N°1 mondial pour la toute première fois
Ainsi, le « malheur » de Samsung fait le « bonheur » d’Apple qui a crû sur un marché mondial des smartphones pourtant en déclin de – 3,2 % en 2023 par rapport à l’année précédente. Il s’agit même, constate IDC (1), du volume annuel le plus bas en une décennie, avec 1,17 milliard d’unités vendues l’an dernier. « Apple est le seul acteur dans le “Top 3” à afficher une croissance positive chaque année, […] malgré les défis réglementaires croissants et la concurrence renouvelée de Huawei en Chine, son plus grand marché », ajoute Nabila Popal. Cela dit, pas sûr que la firme de Cupertino (Californie) – pour la toute première fois numéro un mondial des smartphones depuis le lancement de l’iPhone en 2007 – se maintienne longtemps en haut du podium mondial, en raison de l’offensive du fabricant sud-coréen avec la commercialisation, à partir du 31 janvier, de ses nouveaux Galaxy S24 boostés à l’IA (S24, S24 + et S24 Ultra) annoncés des Etats-Unis le 17 janvier dernier (2).
Le monde iOS fermé et verrouillé d’Apple – que Edition Multimédi@ avait surnommé en 2010 l’«”iPrison” dorée » (3) – devra aussi composer avec l’ex-numéro deux mondial des smartphones, le chinois Huawei (4), lequel regagne du terrain malgré son ostracisation par l’administration américaine. Sans oublier l’avancée de quatre autres chinois : Xiaomi (3e position en 2023), Oppo (4e), Transsion (5e) et OnePlus (en embuscade), ainsi que l’espagnol Vivo, ou encore l’américain Google avec ses Pixel (5) – en plus d’être à l’origine d’Android, le rival d’iOS. Pour cette année 2024, le marché mondial des smartphones devrait repartir à la hausse : + 3,5 %, selon les prévisions d’IDC. Apple est dépendant de ses iPhone qui pèsent encore pour 52,3 % de son chiffre d’affaires annuel, soit – sur le dernier exercice clos le 30 septembre 2023 – 200,5 milliards de dollars (sans compter les 28,3 milliards de dollars des iPad ni même les 28,3 milliards de dollars des Mac) sur un total de 383,2 milliards de dollars.
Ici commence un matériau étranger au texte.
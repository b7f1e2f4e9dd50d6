//! The seam between stream runtimes and the health subsystem.

use std::sync::Arc;

use crate::types::LifecycleState;

/// Read-only view of one running stream runtime instance.
pub trait RuntimeHandle: Send + Sync {
    /// Stable identifier assigned by the runtime, if it has one.
    fn instance_id(&self) -> Option<String>;

    fn state(&self) -> LifecycleState;

    /// Number of live worker threads.
    fn thread_count(&self) -> usize;
}

/// Enumerates the runtime instances known to this process.
///
/// A `None` slot is an instance whose runtime has not been created yet.
pub trait InstanceProvider: Send + Sync {
    fn instances(&self) -> Vec<Option<Arc<dyn RuntimeHandle>>>;
}

impl<F> InstanceProvider for F
where
    F: Fn() -> Vec<Option<Arc<dyn RuntimeHandle>>> + Send + Sync,
{
    fn instances(&self) -> Vec<Option<Arc<dyn RuntimeHandle>>> {
        self()
    }
}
Et le modèle économique de l’iOS, basé sur l’App Store lancé il y a plus de quinze ans, est une cash machine qui prélève à chaque transaction les fameux 30 % de commission, lorsque ce n’est pas 15 % dans certains cas – voire maintenant 27 % ou 12 % comme annoncé par la Pomme aux développeurs le 17 janvier (6). Sur ce terrain-là, le groupe dirigé par Tim Cook (photo) – depuis la démission en août 2011 de Steve Jobs (décédé le 5 octobre 2011) – a été sommé par la justice américaine de ne pas empêcher les éditeurs d’applications « iOS » de l’App Store d’orienter leurs utilisateurs vers leur site web et leur propre moyen de paiement. Ces transactions effectuées sur des liens externes pour poursuivre ses achats sur le web sont censées échapper à Apple, alors qu’elles sont tout de même taxées par le fabricant d’iPhone.
Cette commission de 30 % prélevée au passage sur chacune de ces transactions externes lui a valu un procès qui a duré près de quatre ans et qui fut initié par le persévérant éditeur de jeux vidéo Epic Games (« Fortnite »). L’affaire est allée jusqu’à la Cour suprême des Etats-Unis, laquelle avait statué en avril 2023 en faveur d’Apple en ne reconnaissant pas son « monopole » que dénonçait Epic Games. Et le 16 janvier dernier, cette même Cour suprême a rejeté les recours en appel formés par Epic Games et Apple (7). Pour autant, la Pomme devra s’en tenir à l’injonction de deuxième instance (District Court) qui l’oblige à laisser des transactions se faire sur des liens externes.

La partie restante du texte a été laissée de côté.